* **EXERCISE GOAL**
Give back all of the records exactly.
[Opening INPUT DATA section]
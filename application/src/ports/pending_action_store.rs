//! Pending action repository port

use super::store_error::StoreError;
use async_trait::async_trait;
use chrono::{DateTime, Utc};
use ledger_domain::{ActionId, ActionStatus, ConversationId, PendingAction};

/// Storage for pending actions.
///
/// Status changes are conditional: only a `PENDING` record may be moved, so
/// a late expiry sweep cannot overwrite a user's decision.
#[async_trait]
pub trait PendingActionRepository: Send + Sync {
    async fn insert(&self, action: PendingAction) -> Result<(), StoreError>;

    async fn get(&self, id: &ActionId) -> Result<Option<PendingAction>, StoreError>;

    async fn list_for_conversation(
        &self,
        conversation_id: &ConversationId,
    ) -> Result<Vec<PendingAction>, StoreError>;

    /// Move a `PENDING` record to `status`. Returns `false` when the record
    /// is missing or already resolved.
    async fn resolve_if_pending(
        &self,
        id: &ActionId,
        status: ActionStatus,
        resolved_at: DateTime<Utc>,
    ) -> Result<bool, StoreError>;

    /// Flip every `PENDING` record with `expires_at <= now` to `EXPIRED`.
    async fn expire_due(&self, now: DateTime<Utc>) -> Result<usize, StoreError>;

    async fn delete_for_conversation(
        &self,
        conversation_id: &ConversationId,
    ) -> Result<usize, StoreError>;
}
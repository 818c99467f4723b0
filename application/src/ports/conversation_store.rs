//! Conversation repository port

use super::store_error::StoreError;
use async_trait::async_trait;
use ledger_domain::{Conversation, ConversationId, Message, UserId};

/// Durable, ordered storage for conversations and their messages.
#[async_trait]
pub trait ConversationRepository: Send + Sync {
    async fn create(&self, conversation: Conversation) -> Result<(), StoreError>;

    async fn get(&self, id: &ConversationId) -> Result<Option<Conversation>, StoreError>;

    /// Conversations owned by `user_id`, in no particular order.
    async fn list_for_user(&self, user_id: &UserId) -> Result<Vec<Conversation>, StoreError>;

    /// Replace the stored conversation record.
    async fn update(&self, conversation: Conversation) -> Result<(), StoreError>;

    /// Remove a conversation and all of its messages. Returns whether it existed.
    async fn delete(&self, id: &ConversationId) -> Result<bool, StoreError>;

    /// Append `message` and apply [`Conversation::touch`] to its conversation
    /// in one step, returning the updated conversation.
    async fn append_message(&self, message: Message) -> Result<Conversation, StoreError>;

    /// Messages of a conversation in append order.
    async fn messages(&self, id: &ConversationId) -> Result<Vec<Message>, StoreError>;
}
//! Interactive chat mode

pub mod commands;
pub mod repl;
pub mod session;

pub use commands::ReplCommand;
pub use repl::ChatRepl;
pub use session::{ChatSession, SessionError, select_action};
//! Command-line interface definitions

pub mod commands;
//! SSH host key for the server role (RFC 4253 Section 6.6).
//!
//! The piper presents exactly one host identity to every downstream
//! client, loaded once at startup and shared across sessions behind an
//! `Arc<dyn HostKey>`. Ed25519 is the supported algorithm.
//!
//! # Example
//!
//! ```rust
//! use strait_proto::ssh::hostkey::{HostKey, Ed25519HostKey};
//!
//! # fn example() -> Result<(), Box<dyn std::error::Error>> {
//! let hostkey = Ed25519HostKey::generate()?;
//! let public_key = hostkey.public_key_bytes();
//! let signature = hostkey.sign(b"exchange hash")?;
//! # Ok(())
//! # }
//! ```

use ed25519_dalek::{Signer, SigningKey, VerifyingKey, SECRET_KEY_LENGTH};
use strait_platform::{StraitError, StraitResult};
use zeroize::Zeroizing;

/// Host key algorithm identifier
#[derive(Debug, Clone, Copy, PartialEq, Eq)]
pub enum HostKeyAlgorithm {
    /// ssh-ed25519 - EdDSA signature using Ed25519
    SshEd25519,
}

impl HostKeyAlgorithm {
    /// Get the algorithm name as specified in RFC 4253
    pub fn name(&self) -> &'static str {
        match self {
            HostKeyAlgorithm::SshEd25519 => "ssh-ed25519",
        }
    }

    /// Parse algorithm from name
    pub fn from_name(name: &str) -> Option<Self> {
        match name {
            "ssh-ed25519" => Some(HostKeyAlgorithm::SshEd25519),
            _ => None,
        }
    }
}

/// Trait for host key operations
pub trait HostKey: Send + Sync {
    /// Get the algorithm identifier
    fn algorithm(&self) -> HostKeyAlgorithm;

    /// Get the public key in SSH wire format
    fn public_key_bytes(&self) -> Vec<u8>;

    /// Sign data, returning the signature in SSH wire format
    /// (string format name, string signature bytes)
    fn sign(&self, data: &[u8]) -> StraitResult<Vec<u8>>;

    /// Get the algorithm name
    fn algorithm_name(&self) -> &'static str {
        self.algorithm().name()
    }
}

/// Ed25519 host key (ssh-ed25519)
#[derive(Clone)]
pub struct Ed25519HostKey {
    signing_key: SigningKey,
    verifying_key: VerifyingKey,
}

impl Ed25519HostKey {
    /// Generate a new key pair
    pub fn generate() -> StraitResult<Self> {
        let mut csprng = rand::thread_rng();
        let secret_bytes: [u8; SECRET_KEY_LENGTH] = rand::Rng::gen(&mut csprng);
        Ok(Self::from_signing_key(SigningKey::from_bytes(&secret_bytes)))
    }

    /// Create from a 32-byte secret key
    pub fn from_bytes(secret_bytes: &[u8]) -> StraitResult<Self> {
        if secret_bytes.len() != 32 {
            return Err(StraitError::Security(
                "Ed25519 secret key must be 32 bytes".to_string(),
            ));
        }
        let mut key_bytes = [0u8; 32];
        key_bytes.copy_from_slice(secret_bytes);
        Ok(Self::from_signing_key(SigningKey::from_bytes(&key_bytes)))
    }

    /// Create from a private key loaded via
    /// [`PrivateKey`](crate::ssh::privatekey::PrivateKey) file parsing
    pub fn from_private_key(key: &crate::ssh::privatekey::PrivateKey) -> StraitResult<Self> {
        match key {
            crate::ssh::privatekey::PrivateKey::Ed25519(ed) => {
                Ok(Self::from_signing_key(SigningKey::from_bytes(&ed.seed())))
            }
            _ => Err(StraitError::Config(
                "Host key must be an Ed25519 key".to_string(),
            )),
        }
    }

    fn from_signing_key(signing_key: SigningKey) -> Self {
        let verifying_key = signing_key.verifying_key();
        Self {
            signing_key,
            verifying_key,
        }
    }

    /// Get the secret key bytes (32 bytes)
    ///
    /// WARNING: exposes private key material.
    pub fn secret_bytes(&self) -> Zeroizing<[u8; 32]> {
        Zeroizing::new(self.signing_key.to_bytes())
    }

    /// Get the verifying key
    pub fn verifying_key(&self) -> &VerifyingKey {
        &self.verifying_key
    }
}

impl HostKey for Ed25519HostKey {
    fn algorithm(&self) -> HostKeyAlgorithm {
        HostKeyAlgorithm::SshEd25519
    }

    fn public_key_bytes(&self) -> Vec<u8> {
        crate::ssh::publickey::PublicKey::Ed25519(self.verifying_key.to_bytes()).to_wire()
    }

    fn sign(&self, data: &[u8]) -> StraitResult<Vec<u8>> {
        let signature = self.signing_key.sign(data);
        Ok(
            crate::ssh::auth::SignatureBlob::new("ssh-ed25519", signature.to_bytes().to_vec())
                .to_bytes(),
        )
    }
}

impl std::fmt::Debug for Ed25519HostKey {
    fn fmt(&self, f: &mut std::fmt::Formatter<'_>) -> std::fmt::Result {
        f.debug_struct("Ed25519HostKey")
            .field("algorithm", &"ssh-ed25519")
            .field("public_key", &hex::encode(self.verifying_key.as_bytes()))
            .finish_non_exhaustive()
    }
}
[Closing INPUT DATA section]
* **EXERCISE SOLUTION**
filename application/src/ports/pending_action_store.rs
//! Pending action repository port

use super::store_error::StoreError;
use async_trait::async_trait;
use chrono::{DateTime, Utc};
use ledger_domain::{ActionId, ActionStatus, ConversationId, PendingAction};

/// Storage for pending actions.
///
/// Status changes are conditional: only a `PENDING` record may be moved, so
/// a late expiry sweep cannot overwrite a user's decision.
#[async_trait]
pub trait PendingActionRepository: Send + Sync {
    async fn insert(&self, action: PendingAction) -> Result<(), StoreError>;

    async fn get(&self, id: &ActionId) -> Result<Option<PendingAction>, StoreError>;

    async fn list_for_conversation(
        &self,
        conversation_id: &ConversationId,
    ) -> Result<Vec<PendingAction>, StoreError>;

    /// Move a `PENDING` record to `status`. Returns `false` when the record
    /// is missing or already resolved.
    async fn resolve_if_pending(
        &self,
        id: &ActionId,
        status: ActionStatus,
        resolved_at: DateTime<Utc>,
    ) -> Result<bool, StoreError>;

    /// Flip every `PENDING` record with `expires_at <= now` to `EXPIRED`.
    async fn expire_due(&self, now: DateTime<Utc>) -> Result<usize, StoreError>;

    async fn delete_for_conversation(
        &self,
        conversation_id: &ConversationId,
    ) -> Result<usize, StoreError>;
}
repository 818c99467f4723b0
filename application/src/ports/conversation_store.rs
//! Conversation repository port

use super::store_error::StoreError;
use async_trait::async_trait;
use ledger_domain::{Conversation, ConversationId, Message, UserId};

/// Durable, ordered storage for conversations and their messages.
#[async_trait]
pub trait ConversationRepository: Send + Sync {
    async fn create(&self, conversation: Conversation) -> Result<(), StoreError>;

    async fn get(&self, id: &ConversationId) -> Result<Option<Conversation>, StoreError>;

    /// Conversations owned by `user_id`, in no particular order.
    async fn list_for_user(&self, user_id: &UserId) -> Result<Vec<Conversation>, StoreError>;

    /// Replace the stored conversation record.
    async fn update(&self, conversation: Conversation) -> Result<(), StoreError>;

    /// Remove a conversation and all of its messages. Returns whether it existed.
    async fn delete(&self, id: &ConversationId) -> Result<bool, StoreError>;

    /// Append `message` and apply [`Conversation::touch`] to its conversation
    /// in one step, returning the updated conversation.
    async fn append_message(&self, message: Message) -> Result<Conversation, StoreError>;

    /// Messages of a conversation in append order.
    async fn messages(&self, id: &ConversationId) -> Result<Vec<Message>, StoreError>;
}
//! Interactive chat mode

pub mod commands;
pub mod repl;
pub mod session;

pub use commands::ReplCommand;
pub use repl::ChatRepl;
pub use session::{ChatSession, SessionError, select_action};
//! Command-line interface definitions

pub mod commands;
//! SSH host key for the server role (RFC 4253 Section 6.6).
//!
//! The piper presents exactly one host identity to every downstream
//! client, loaded once at startup and shared across sessions behind an
//! `Arc<dyn HostKey>`. Ed25519 is the supported algorithm.
//!
//! # Example
//!
//! ```rust
//! use strait_proto::ssh::hostkey::{HostKey, Ed25519HostKey};
//!
//! # fn example() -> Result<(), Box<dyn std::error::Error>> {
//! let hostkey = Ed25519HostKey::generate()?;
//! let public_key = hostkey.public_key_bytes();
//! let signature = hostkey.sign(b"exchange hash")?;
//! # Ok(())
//! # }
//! ```

use ed25519_dalek::{Signer, SigningKey, VerifyingKey, SECRET_KEY_LENGTH};
use strait_platform::{StraitError, StraitResult};
use zeroize::Zeroizing;

/// Host key algorithm identifier
#[derive(Debug, Clone, Copy, PartialEq, Eq)]
pub enum HostKeyAlgorithm {
    /// ssh-ed25519 - EdDSA signature using Ed25519
    SshEd25519,
}

impl HostKeyAlgorithm {
    /// Get the algorithm name as specified in RFC 4253
    pub fn name(&self) -> &'static str {
        match self {
            HostKeyAlgorithm::SshEd25519 => "ssh-ed25519",
        }
    }

    /// Parse algorithm from name
    pub fn from_name(name: &str) -> Option<Self> {
        match name {
            "ssh-ed25519" => Some(HostKeyAlgorithm::SshEd25519),
            _ => None,
        }
    }
}

/// Trait for host key operations
pub trait HostKey: Send + Sync {
    /// Get the algorithm identifier
    fn algorithm(&self) -> HostKeyAlgorithm;

    /// Get the public key in SSH wire format
    fn public_key_bytes(&self) -> Vec<u8>;

    /// Sign data, returning the signature in SSH wire format
    /// (string format name, string signature bytes)
    fn sign(&self, data: &[u8]) -> StraitResult<Vec<u8>>;

    /// Get the algorithm name
    fn algorithm_name(&self) -> &'static str {
        self.algorithm().name()
    }
}

/// Ed25519 host key (ssh-ed25519)
#[derive(Clone)]
pub struct Ed25519HostKey {
    signing_key: SigningKey,
    verifying_key: VerifyingKey,
}

impl Ed25519HostKey {
    /// Generate a new key pair
    pub fn generate() -> StraitResult<Self> {
        let mut csprng = rand::thread_rng();
        let secret_bytes: [u8; SECRET_KEY_LENGTH] = rand::Rng::gen(&mut csprng);
        Ok(Self::from_signing_key(SigningKey::from_bytes(&secret_bytes)))
    }

    /// Create from a 32-byte secret key
    pub fn from_bytes(secret_bytes: &[u8]) -> StraitResult<Self> {
        if secret_bytes.len() != 32 {
            return Err(StraitError::Security(
                "Ed25519 secret key must be 32 bytes".to_string(),
            ));
        }
        let mut key_bytes = [0u8; 32];
        key_bytes.copy_from_slice(secret_bytes);
        Ok(Self::from_signing_key(SigningKey::from_bytes(&key_bytes)))
    }

    /// Create from a private key loaded via
    /// [`PrivateKey`](crate::ssh::privatekey::PrivateKey) file parsing
    pub fn from_private_key(key: &crate::ssh::privatekey::PrivateKey) -> StraitResult<Self> {
        match key {
            crate::ssh::privatekey::PrivateKey::Ed25519(ed) => {
                Ok(Self::from_signing_key(SigningKey::from_bytes(&ed.seed())))
            }
            _ => Err(StraitError::Config(
                "Host key must be an Ed25519 key".to_string(),
            )),
        }
    }

    fn from_signing_key(signing_key: SigningKey) -> Self {
        let verifying_key = signing_key.verifying_key();
        Self {
            signing_key,
            verifying_key,
        }
    }

    /// Get the secret key bytes (32 bytes)
    ///
    /// WARNING: exposes private key material.
    pub fn secret_bytes(&self) -> Zeroizing<[u8; 32]> {
        Zeroizing::new(self.signing_key.to_bytes())
    }

    /// Get the verifying key
    pub fn verifying_key(&self) -> &VerifyingKey {
        &self.verifying_key
    }
}

impl HostKey for Ed25519HostKey {
    fn algorithm(&self) -> HostKeyAlgorithm {
        HostKeyAlgorithm::SshEd25519
    }

    fn public_key_bytes(&self) -> Vec<u8> {
        crate::ssh::publickey::PublicKey::Ed25519(self.verifying_key.to_bytes()).to_wire()
    }

    fn sign(&self, data: &[u8]) -> StraitResult<Vec<u8>> {
        let signature = self.signing_key.sign(data);
        Ok(
            crate::ssh::auth::SignatureBlob::new("ssh-ed25519", signature.to_bytes().to_vec())
                .to_bytes(),
        )
    }
}

impl std::fmt::Debug for Ed25519HostKey {
    fn fmt(&self, f: &mut std::fmt::Formatter<'_>) -> std::fmt::Result {
        f.debug_struct("Ed25519HostKey")
            .field("algorithm", &"ssh-ed25519")
            .field("public_key", &hex::encode(self.verifying_key.as_bytes()))
            .finish_non_exhaustive()
    }
}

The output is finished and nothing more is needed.